Socrates’s presentation is the second-to-last of the symposium. His word is much anticipated by his companions but in a true-to-Socrates fashion, he presents a dialogue between him and Diotima—a prophetess who he calls a great teacher. She introduces a new conception of Eros, not as man or god but something in between. Since he desires truth and beauty he is not in possession of it and therefore, not a god. He exists in a liminal space between the immortal and mortal worlds as a spirit—a messenger from man to the gods and gods to man. It is Eros that fills the gap between man and god, sealing the earth as one, as an interconnected whole. She opposes Hesiod’s genealogy of Eros as a god older than the gods and she also opposes the idea that Eros is the newest (and therefore most passionate and volatile) god.

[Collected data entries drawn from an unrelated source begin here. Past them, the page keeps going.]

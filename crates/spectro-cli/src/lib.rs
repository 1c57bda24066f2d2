//! Shared helpers for the spectro command-line tools

pub mod input;
pub mod output;

/// Initialize logging; quiet by default so stdout stays parseable JSON
pub fn init_logging(verbose: bool) {
    let level = if verbose {
        log::LevelFilter::Info
    } else {
        log::LevelFilter::Off
    };
    env_logger::Builder::from_default_env().filter_level(level).init();
}
//! Versioned binary track message
//!
//! Layout (big-endian):
//! ```text
//! u32  header      bits 0-29: body size, bit 30: versioned
//! u8   version     only when versioned (1..=3)
//! str  title
//! str  author
//! i64  length_ms
//! str  identifier
//! u8   is_stream
//! opt  uri                      (v2+)
//! opt  artwork_url, opt isrc    (v3+)
//! str  source_name
//! i64  position_ms
//! ```
//! `str` is a u16 byte length followed by UTF-8, `opt` is a u8 presence flag
//! followed by a `str`.

use super::{TrackCodec, TrackDescriptor, TrackInfo};
use crate::config::CodecConfig;
use thiserror::Error;

/// Version written by the encoder
pub const MESSAGE_VERSION: u8 = 3;

const SIZE_MASK: u32 = 0x3FFF_FFFF;
const FLAG_VERSIONED: u32 = 1 << 30;

#[derive(Debug, Error, PartialEq, Eq)]
pub enum CodecError {
    #[error("message truncated: {needed} more bytes needed at offset {offset}")]
    Truncated { offset: usize, needed: usize },
    #[error("unsupported message version {0}")]
    UnsupportedVersion(u8),
    #[error("invalid UTF-8 in string field at offset {0}")]
    InvalidUtf8(usize),
    #[error("declared body size {declared} does not match the {actual} bytes present")]
    SizeMismatch { declared: usize, actual: usize },
    #[error("string field of {0} bytes exceeds the 65535 byte limit")]
    StringTooLong(usize),
    #[error("message body of {0} bytes does not fit the header size field")]
    MessageTooLarge(usize),
}

/// [`TrackCodec`] for the binary message format
#[derive(Debug, Clone)]
pub struct MessageTrackCodec {
    sources: Vec<String>,
}

impl Default for MessageTrackCodec {
    fn default() -> Self {
        Self::new(&CodecConfig::default())
    }
}

impl MessageTrackCodec {
    pub fn new(config: &CodecConfig) -> Self {
        Self {
            sources: config.sources.clone(),
        }
    }

    pub fn accepts(&self, source_name: &str) -> bool {
        self.sources.iter().any(|s| s == source_name)
    }

    /// Parse a message without any source filtering
    pub fn decode_message(bytes: &[u8]) -> Result<TrackDescriptor, CodecError> {
        let mut header_reader = MessageReader::new(bytes);
        let header = header_reader.read_u32()?;

        let declared = (header & SIZE_MASK) as usize;
        let available = bytes.len() - 4;
        if declared > available {
            return Err(CodecError::Truncated {
                offset: 4 + available,
                needed: declared - available,
            });
        }
        if declared < available {
            return Err(CodecError::SizeMismatch {
                declared,
                actual: available,
            });
        }

        let mut reader = MessageReader::new(&bytes[4..]);
        let version = if header & FLAG_VERSIONED != 0 {
            reader.read_u8()?
        } else {
            1
        };
        if !(1..=MESSAGE_VERSION).contains(&version) {
            return Err(CodecError::UnsupportedVersion(version));
        }

        let title = reader.read_utf()?;
        let author = reader.read_utf()?;
        let length_ms = reader.read_i64()?;
        let identifier = reader.read_utf()?;
        let is_stream = reader.read_u8()? != 0;
        let uri = if version >= 2 { reader.read_optional_utf()? } else { None };
        let (artwork_url, isrc) = if version >= 3 {
            (reader.read_optional_utf()?, reader.read_optional_utf()?)
        } else {
            (None, None)
        };
        let source_name = reader.read_utf()?;
        let position_ms = reader.read_i64()?;

        if reader.remaining() != 0 {
            return Err(CodecError::SizeMismatch {
                declared,
                actual: declared - reader.remaining(),
            });
        }

        Ok(TrackDescriptor {
            info: TrackInfo {
                title,
                author,
                length_ms,
                identifier,
                is_stream,
                uri,
                artwork_url,
                isrc,
            },
            source_name,
            position_ms,
        })
    }

    /// Serialize a descriptor as a version 3 message
    pub fn encode_message(track: &TrackDescriptor) -> Result<Vec<u8>, CodecError> {
        let mut body = MessageWriter::default();
        body.write_u8(MESSAGE_VERSION);
        body.write_utf(&track.info.title)?;
        body.write_utf(&track.info.author)?;
        body.write_i64(track.info.length_ms);
        body.write_utf(&track.info.identifier)?;
        body.write_u8(u8::from(track.info.is_stream));
        body.write_optional_utf(track.info.uri.as_deref())?;
        body.write_optional_utf(track.info.artwork_url.as_deref())?;
        body.write_optional_utf(track.info.isrc.as_deref())?;
        body.write_utf(&track.source_name)?;
        body.write_i64(track.position_ms);

        let body = body.into_inner();
        if body.len() > SIZE_MASK as usize {
            return Err(CodecError::MessageTooLarge(body.len()));
        }

        let mut message = Vec::with_capacity(body.len() + 4);
        message.extend_from_slice(&(FLAG_VERSIONED | body.len() as u32).to_be_bytes());
        message.extend_from_slice(&body);
        Ok(message)
    }
}

impl TrackCodec for MessageTrackCodec {
    fn decode(&self, bytes: &[u8]) -> anyhow::Result<Option<TrackDescriptor>> {
        let track = Self::decode_message(bytes)?;
        if !self.accepts(&track.source_name) {
            log::debug!(
                "No source accepts track {:?} from source '{}'",
                track.info.title,
                track.source_name
            );
            return Ok(None);
        }
        Ok(Some(track))
    }

    fn encode(&self, track: &TrackDescriptor) -> anyhow::Result<Vec<u8>> {
        Ok(Self::encode_message(track)?)
    }
}

struct MessageReader<'a> {
    buf: &'a [u8],
    pos: usize,
}

impl<'a> MessageReader<'a> {
    fn new(buf: &'a [u8]) -> Self {
        Self { buf, pos: 0 }
    }

    fn remaining(&self) -> usize {
        self.buf.len() - self.pos
    }

    fn take(&mut self, len: usize) -> Result<&'a [u8], CodecError> {
        if self.remaining() < len {
            return Err(CodecError::Truncated {
                offset: self.pos,
                needed: len - self.remaining(),
            });
        }
        let slice = &self.buf[self.pos..self.pos + len];
        self.pos += len;
        Ok(slice)
    }

    fn read_array<const N: usize>(&mut self) -> Result<[u8; N], CodecError> {
        let mut out = [0u8; N];
        out.copy_from_slice(self.take(N)?);
        Ok(out)
    }

    fn read_u8(&mut self) -> Result<u8, CodecError> {
        Ok(self.read_array::<1>()?[0])
    }

    fn read_u16(&mut self) -> Result<u16, CodecError> {
        Ok(u16::from_be_bytes(self.read_array()?))
    }

    fn read_u32(&mut self) -> Result<u32, CodecError> {
        Ok(u32::from_be_bytes(self.read_array()?))
    }

    fn read_i64(&mut self) -> Result<i64, CodecError> {
        Ok(i64::from_be_bytes(self.read_array()?))
    }

    fn read_utf(&mut self) -> Result<String, CodecError> {
        let len = usize::from(self.read_u16()?);
        let offset = self.pos;
        let bytes = self.take(len)?;
        String::from_utf8(bytes.to_vec()).map_err(|_| CodecError::InvalidUtf8(offset))
    }

    fn read_optional_utf(&mut self) -> Result<Option<String>, CodecError> {
        if self.read_u8()? != 0 {
            self.read_utf().map(Some)
        } else {
            Ok(None)
        }
    }
}

#[derive(Default)]
struct MessageWriter {
    buf: Vec<u8>,
}

impl MessageWriter {
    fn into_inner(self) -> Vec<u8> {
        self.buf
    }

    fn write_u8(&mut self, value: u8) {
        self.buf.push(value);
    }

    fn write_i64(&mut self, value: i64) {
        self.buf.extend_from_slice(&value.to_be_bytes());
    }

    fn write_utf(&mut self, value: &str) -> Result<(), CodecError> {
        let len = u16::try_from(value.len()).map_err(|_| CodecError::StringTooLong(value.len()))?;
        self.buf.extend_from_slice(&len.to_be_bytes());
        self.buf.extend_from_slice(value.as_bytes());
        Ok(())
    }

    fn write_optional_utf(&mut self, value: Option<&str>) -> Result<(), CodecError> {
        match value {
            Some(v) => {
                self.write_u8(1);
                self.write_utf(v)
            }
            None => {
                self.write_u8(0);
                Ok(())
            }
        }
    }
}

#[cfg(test)]
mod tests {
    use super::*;

    fn sample_track(source: &str) -> TrackDescriptor {
        TrackDescriptor {
            info: TrackInfo {
                title: "Nocturne".to_string(),
                author: "Chopin".to_string(),
                length_ms: 272_000,
                identifier: "/music/nocturne.flac".to_string(),
                is_stream: false,
                uri: Some("/music/nocturne.flac".to_string()),
                artwork_url: None,
                isrc: Some("USRC17607839".to_string()),
            },
            source_name: source.to_string(),
            position_ms: 0,
        }
    }

    /// Hand-built version 1 message (no version byte, no optional fields)
    fn legacy_message() -> Vec<u8> {
        let mut body = MessageWriter::default();
        body.write_utf("Radio").unwrap();
        body.write_utf("Station").unwrap();
        body.write_i64(i64::MAX);
        body.write_utf("http://radio.example/live").unwrap();
        body.write_u8(1);
        body.write_utf("http").unwrap();
        body.write_i64(0);
        let body = body.into_inner();

        let mut msg = (body.len() as u32).to_be_bytes().to_vec();
        msg.extend_from_slice(&body);
        msg
    }

    #[test]
    fn test_header_layout() {
        let bytes = MessageTrackCodec::encode_message(&sample_track("local")).unwrap();
        let header = u32::from_be_bytes([bytes[0], bytes[1], bytes[2], bytes[3]]);
        assert_ne!(header & FLAG_VERSIONED, 0);
        assert_eq!((header & SIZE_MASK) as usize, bytes.len() - 4);
        assert_eq!(bytes[4], MESSAGE_VERSION);
    }

    #[test]
    fn test_decode_legacy_version() {
        let track = MessageTrackCodec::decode_message(&legacy_message()).unwrap();
        assert_eq!(track.info.title, "Radio");
        assert!(track.info.is_stream);
        assert_eq!(track.info.uri, None);
        assert_eq!(track.source_name, "http");
    }

    #[test]
    fn test_unknown_source_is_a_miss() {
        let codec = MessageTrackCodec::default();
        let bytes = MessageTrackCodec::encode_message(&sample_track("soundcloud")).unwrap();
        assert_eq!(codec.decode(&bytes).unwrap(), None);

        let bytes = MessageTrackCodec::encode_message(&sample_track("local")).unwrap();
        assert!(codec.decode(&bytes).unwrap().is_some());
    }

    #[test]
    fn test_truncated_message() {
        let bytes = MessageTrackCodec::encode_message(&sample_track("local")).unwrap();
        let err = MessageTrackCodec::decode_message(&bytes[..bytes.len() - 3]).unwrap_err();
        assert!(matches!(err, CodecError::Truncated { needed: 3, .. }));

        let err = MessageTrackCodec::decode_message(&[0x40, 0x00]).unwrap_err();
        assert!(matches!(err, CodecError::Truncated { .. }));
    }

    #[test]
    fn test_trailing_bytes_rejected() {
        let mut bytes = MessageTrackCodec::encode_message(&sample_track("local")).unwrap();
        bytes.push(0);
        let err = MessageTrackCodec::decode_message(&bytes).unwrap_err();
        assert!(matches!(err, CodecError::SizeMismatch { .. }));
    }

    #[test]
    fn test_unsupported_version() {
        let mut bytes = MessageTrackCodec::encode_message(&sample_track("local")).unwrap();
        bytes[4] = 9;
        assert_eq!(
            MessageTrackCodec::decode_message(&bytes).unwrap_err(),
            CodecError::UnsupportedVersion(9)
        );
    }

    #[test]
    fn test_invalid_utf8() {
        let mut bytes = MessageTrackCodec::encode_message(&sample_track("local")).unwrap();
        // First title byte sits after header, version and length prefix
        bytes[7] = 0xFF;
        assert_eq!(
            MessageTrackCodec::decode_message(&bytes).unwrap_err(),
            CodecError::InvalidUtf8(3)
        );
    }

    #[test]
    fn test_string_too_long() {
        let mut track = sample_track("local");
        track.info.title = "x".repeat(70_000);
        assert_eq!(
            MessageTrackCodec::encode_message(&track).unwrap_err(),
            CodecError::StringTooLong(70_000)
        );
    }
}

She imagines Eros as born from Poverty’s union with Resource—the moment where lack is impregnated by plenty produces Love. Due to his origin (in Diotima’s retelling) he lives in a state of need but schemes for access to the love, knowledge, and beauty he so desires. He is cunning and resourceful. Here is where love and wisdom intertwine.
Sourced from her mythology of Eros, Diotima introduces two forms of love for humans: the lower teachings and the higher teachings. In the former, she imagines that every person is pregnant—either of body or of mind. The goal of love is to seek the beautiful, seeking the beautiful means happiness, and one wants happiness eternally. It is through birthing and children that humans reach immortal, eternal happiness. “Reproduction is the object of love…reproduction is the closest humans can come to being permanently alive and immortal” (207a). It is important to note that while she offers an image of a “pregnant body”----this is still a male-centric metaphor. It is men who are pregnant in body— they desire women and reproduce children.
She clarifies that there is another way to achieve this sense of immortality beyond the bodily form. One can be pregnant of mind, producing beautiful, wise, and immortal art. Such art is a model for life and can be used to organize cities and households—a legacy of moderation and justice. She uses the examples of Homer and Hesiod (and other good poets) as men of immortal fame and legacy—due to their immortal children: poems. She values this type of man most because they are honored and revered for their creations in a way that has “never happened as a result of human children” (209e). Pregnancy and birth as a metaphor for creation is now an extremely common troupe and, often, serves to value the creations of men (as artists and craftsmen) over women (as bodies/mothers). I see this conception of love as creation/immortality as a precursor to that hierarchy.
Diotima further defines a “high teaching” of love—one that looks beyond the human. In defining this teaching she outlines the step-by-step process wherein man can see the true form of love and become wise. It outlines as so: The love of one beautiful body, the love of two beautiful bodies, the love of all beautiful bodies, engaging in beautiful practices, understanding beautiful forms of learning, learning what beauty really is. That is reaching a true knowledge, it is encountering and understanding the ideal form of beauty. Like all of Plato and his forms Diotima’s process of ascension is one of the essential, single truths. She narrates the pathway to the platonic ideal of love—the “truest” and therefore best/most beautiful version.